Ante sus ojos, bien podría haber sido un dios.

Anabelle había conocido a muchos príncipes y reyes, nobles de todas partes del mundo, empresarios poderosos y presidentes, pero ninguno de ellos había llamado su atención de esa forma, ninguno de ellos les llegaría a los talones a ese misterioso hombre si de presencia y porte se trataba.

¿Pero quién era?
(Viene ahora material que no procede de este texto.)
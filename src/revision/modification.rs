//! Sparse table of revision modifications
//!
//! Maps a revision boundary (in input numbering) to the offset that applies
//! from that boundary on, until the next boundary. Revisions before the first
//! boundary are unmodified.

use std::collections::BTreeMap;
use std::fmt;

use crate::event::Revision;

#[derive(Debug, Clone, Default, PartialEq, Eq)]
pub struct ModificationTable {
    boundaries: BTreeMap<Revision, i64>,
}

impl ModificationTable {
    pub fn new() -> Self {
        Self::default()
    }

    /// Offset applying to `revision`: the value of the greatest boundary not
    /// after it, `0` if there is none.
    pub fn value_at(&self, revision: Revision) -> i64 {
        self.boundaries
            .range(..=revision)
            .next_back()
            .map_or(0, |(_, modification)| *modification)
    }

    /// Records `modification` from `revision` on. Replaces an existing entry
    /// at the same boundary.
    pub fn add(&mut self, revision: Revision, modification: i64) {
        self.boundaries.insert(revision, modification);
    }

    /// Forgets every boundary at or after `revision`.
    pub fn clear_from(&mut self, revision: Revision) {
        self.boundaries.split_off(&revision);
    }

    pub fn len(&self) -> usize {
        self.boundaries.len()
    }

    pub fn is_empty(&self) -> bool {
        self.boundaries.is_empty()
    }

    /// Boundaries in ascending order.
    pub fn iter(&self) -> impl Iterator<Item = (Revision, i64)> + '_ {
        self.boundaries.iter().map(|(r, m)| (*r, *m))
    }
}

impl fmt::Display for ModificationTable {
    fn fmt(&self, f: &mut fmt::Formatter<'_>) -> fmt::Result {
        f.write_str("{")?;
        for (i, (rev, modification)) in self.iter().enumerate() {
            if i > 0 {
                f.write_str(", ")?;
            }
            write!(f, "{}: {:+}", rev, modification)?;
        }
        f.write_str("}")
    }
}
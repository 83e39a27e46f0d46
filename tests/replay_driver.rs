//! End-to-end replay tests
//!
//! A source file store is replayed through a configured pipeline into a
//! destination file store, the way the CLI does it.

use std::fs;
use std::path::{Path, PathBuf};

use chrono::{TimeZone, Utc};
use history_replay::event::{
    ChangeSet, CommitEvent, ItemCreation, ObjectBranchId, ObjectKey, Revision, CURRENT_REVISION, TRUNK_BRANCH,
};
use history_replay::replay::{ReplayConfig, ReplaySession};
use history_replay::store::{DestinationStore, JsonlStore, SourceStore};
use tempfile::TempDir;

// =============================================================================
// Test Utilities
// =============================================================================

const SOURCE_SCHEMA: &str = r#"{
    "types": [
        { "name": "Doc", "attributes": [ { "name": "rev", "kind": "revision" } ] },
        { "name": "Ghost" }
    ]
}"#;

const DESTINATION_SCHEMA: &str = r#"{
    "types": [
        { "name": "Doc", "attributes": [ { "name": "rev", "kind": "revision" } ] }
    ]
}"#;

fn commit(rev: Revision) -> CommitEvent {
    CommitEvent::new(rev, "tester", Utc.timestamp_opt(1_700_000_000 + rev, 0).unwrap())
}

fn doc(rev: Revision, referenced: Revision) -> ItemCreation {
    ItemCreation::new(rev, ObjectBranchId::new(TRUNK_BRANCH, "Doc", format!("d{}", rev)))
        .with_value("rev", referenced)
        .with_value("origin", ObjectKey::new(TRUNK_BRANCH, referenced, "Doc", "d1"))
}

/// Revisions 1, 2, 4, 5 (3 was never written). Revision 2 also creates a
/// Ghost the destination does not know.
fn write_source(path: &Path) {
    let mut store = JsonlStore::open(path).unwrap();
    let mut writer = store.replay_writer().unwrap();
    writer
        .write(ChangeSet::new(1).with_creation(doc(1, 1)).with_commit(commit(1)))
        .unwrap();
    writer
        .write(
            ChangeSet::new(2)
                .with_creation(doc(2, 1))
                .with_creation(ItemCreation::new(2, ObjectBranchId::new(TRUNK_BRANCH, "Ghost", "g")))
                .with_commit(commit(2)),
        )
        .unwrap();
    writer
        .write(ChangeSet::new(4).with_creation(doc(4, 2)).with_commit(commit(4)))
        .unwrap();
    writer
        .write(ChangeSet::new(5).with_creation(doc(5, 4)).with_commit(commit(5)))
        .unwrap();
    writer.close().unwrap();
}

struct Fixture {
    _dir: TempDir,
    config: PathBuf,
    destination: PathBuf,
}

fn fixture(unknown_types: &str, adopt_destination: bool) -> Fixture {
    let dir = TempDir::new().expect("Failed to create temp dir");
    write_source(&dir.path().join("source.jsonl"));
    fs::write(dir.path().join("source-schema.json"), SOURCE_SCHEMA).unwrap();
    fs::write(dir.path().join("destination-schema.json"), DESTINATION_SCHEMA).unwrap();

    let config = serde_json::json!({
        "source": "source.jsonl",
        "destination": "out/destination.jsonl",
        "source_schema": "source-schema.json",
        "destination_schema": "destination-schema.json",
        "adopt_destination": adopt_destination,
        "unknown_types": unknown_types,
        "rewriters": [ { "kind": "revision-modification", "mode": "auto" } ]
    });
    let config_path = dir.path().join("replay.json");
    fs::write(&config_path, config.to_string()).unwrap();

    Fixture {
        destination: dir.path().join("out/destination.jsonl"),
        config: config_path,
        _dir: dir,
    }
}

fn session(fixture: &Fixture) -> ReplaySession {
    ReplaySession::prepare(ReplayConfig::load(&fixture.config).unwrap()).unwrap()
}

fn read_all(path: &Path) -> Vec<ChangeSet> {
    let store = JsonlStore::open_existing(path).unwrap();
    let mut reader = store.read_change_sets(1, CURRENT_REVISION).unwrap();
    let mut out = Vec::new();
    while let Some(cs) = reader.read().unwrap() {
        out.push(cs);
    }
    reader.close().unwrap();
    out
}

fn referenced(cs: &ChangeSet) -> (i64, i64) {
    let values = &cs.creations[0].values;
    (values["rev"].as_int().unwrap(), values["origin"].as_key().unwrap().history_context)
}

// =============================================================================
// Tests
// =============================================================================

#[test]
fn test_replay_closes_gaps_and_skips_unknown_types() {
    let fixture = fixture("skip", false);
    let stats = session(&fixture).execute(false).unwrap();

    assert_eq!(stats.change_sets_read, 4);
    assert_eq!(stats.change_sets_written, 4);
    assert_eq!(stats.events_skipped, 1);
    assert_eq!(stats.last_revision, 4);

    let written = read_all(&fixture.destination);
    let revisions: Vec<_> = written.iter().map(|cs| cs.revision).collect();
    assert_eq!(revisions, vec![1, 2, 3, 4]);
    assert_eq!(written[1].creations.len(), 1);
    assert_eq!(referenced(&written[2]), (2, 2));
    assert_eq!(referenced(&written[3]), (3, 3));
}

#[test]
fn test_dry_run_leaves_destination_untouched() {
    let fixture = fixture("skip", false);
    let stats = session(&fixture).execute(true).unwrap();

    assert_eq!(stats.change_sets_written, 4);
    assert_eq!(stats.last_revision, 4);
    assert!(!fixture.destination.exists());
}

#[test]
fn test_adopting_destination_continues_its_history() {
    let fixture = fixture("skip", true);
    session(&fixture).execute(false).unwrap();
    let stats = session(&fixture).execute(false).unwrap();
    assert_eq!(stats.last_revision, 8);

    let written = read_all(&fixture.destination);
    let revisions: Vec<_> = written.iter().map(|cs| cs.revision).collect();
    assert_eq!(revisions, (1..=8).collect::<Vec<_>>());
    assert_eq!(referenced(&written[4]), (5, 5));
    assert_eq!(referenced(&written[6]), (6, 6));
    assert_eq!(referenced(&written[7]), (7, 7));
}

#[test]
fn test_unknown_type_fails_and_keeps_last_commit() {
    let fixture = fixture("fail", false);
    let err = session(&fixture).execute(false).unwrap_err();
    assert_eq!(err.code(), "HR_REWRITE_UNKNOWN_TYPE");

    let written = read_all(&fixture.destination);
    let revisions: Vec<_> = written.iter().map(|cs| cs.revision).collect();
    assert_eq!(revisions, vec![1]);
}

#[test]
fn test_missing_source_schema_type_fails_up_front() {
    let fixture = fixture("skip", false);
    let mut config = ReplayConfig::load(&fixture.config).unwrap();
    config.rewriters = serde_json::from_str(r#"[{"kind": "exclude-types", "types": ["Phantom"]}]"#).unwrap();

    let err = ReplaySession::prepare(config).unwrap().build_pipeline(1).err().unwrap();
    assert_eq!(err.code(), "HR_REWRITE_CONFIGURATION");
    assert!(!fixture.destination.exists());
}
Se preguntó de nuevo y descubrió que estaba a punto de averiguarlo cuando su padre se detuvo con los dos invitados frente a ella y su madre.

Arlet lo saludo y pudo haber dicho su nombre, pero Ana estaba tan concentrada en comprobar que su voz era tan exquisita como la estaba imaginando que no llegó a oír las palabras de la reina.

—Y esta es mi hija, la princesa Anabelle. Creo que no han sido presentados —compuso el rey y Ana siguió mirando al señor misterioso.

—No, Majestad. No había tenido el placer —musitó el hombre y ella estuvo a punto de soltar un suspiro notando que su voz era diez veces mejor de lo que había pensado. Era cálida y vibrante, algo ronca y bien clara.

Estiró una mano hacia ella y Ana se la quedó mirando por un momento sin poder reaccionar de forma adecuada.

—¡Oh, perdón! —exclamó avergonzada, poniéndose en ridículo como tan poco le costaba—. El placer es mío, señor...

Las últimas palabras quedaron flotando en el aire por varias razones. Pudo haber sido, sin duda, porque de hecho no sabía quién era, pero tuvo mucho más peso que se le secara la boca y se le cerrará la garganta cuando esos ojos azules se encontraron con los de ella y la dejaron sin respiración.

Ana estiró su propia mano para estrecharla, pero en lugar de eso, él la tomó entre sus dedos y le besó los nudillos.

—William Weaver —pronunció el aludido sin soltarla y sin desviar la mirada, algo que ella tampoco fue capaz de hacer.

Un nombre perfecto, pensó.

De alguna forma se obligó a curvar los labios.

—Un placer, señor Weaver.

Él hizo lo mismo, aunque Ana no podría decir con certeza que le había sonreído.

Cuando la soltó su mano volvió a sentirse helada. William Weaver, siguió pensando.

—He oído su nombre en algún lado, señor. No estoy segura dónde.

A su lado, la reina soltó un siseo que Ana no comprendió del todo, pero supo que no se trataba un halago.

El señor Weaver la contempló con curiosidad, pareciendo evaluar si estaba tomándole el pelo o no, posiblemente pensando que era una tonta como lo hacía la mayor parte de quienes la conocían.

Ana se atrevió a mirar a su padre buscando una señal de que había dicho algo muy malo, pero se sorprendió al verlo contener una sonrisa. Creyó que él sería quién la sacaría de su duda, ya que todos a su alrededor se habían quedado sin palabras, pero fue el mismo Weaver quien habló una vez más.

—Considerando que soy el nuevo Primer Ministro, Alteza, puede haya escuchado mi nombre una o dos veces en los últimos días.

Ana se quedó de piedra.

Cielo. Santo.

Ese hombre al que había pasado los últimos minutos admirando en silencio, casi fantaseando, era el Primer Ministro. Ese hombre que tenía enfrente, cuya mano era la más fuerte y cálida que la hubiese tocado alguna vez, era el enemigo. El diablo que su madre había jurado destruir.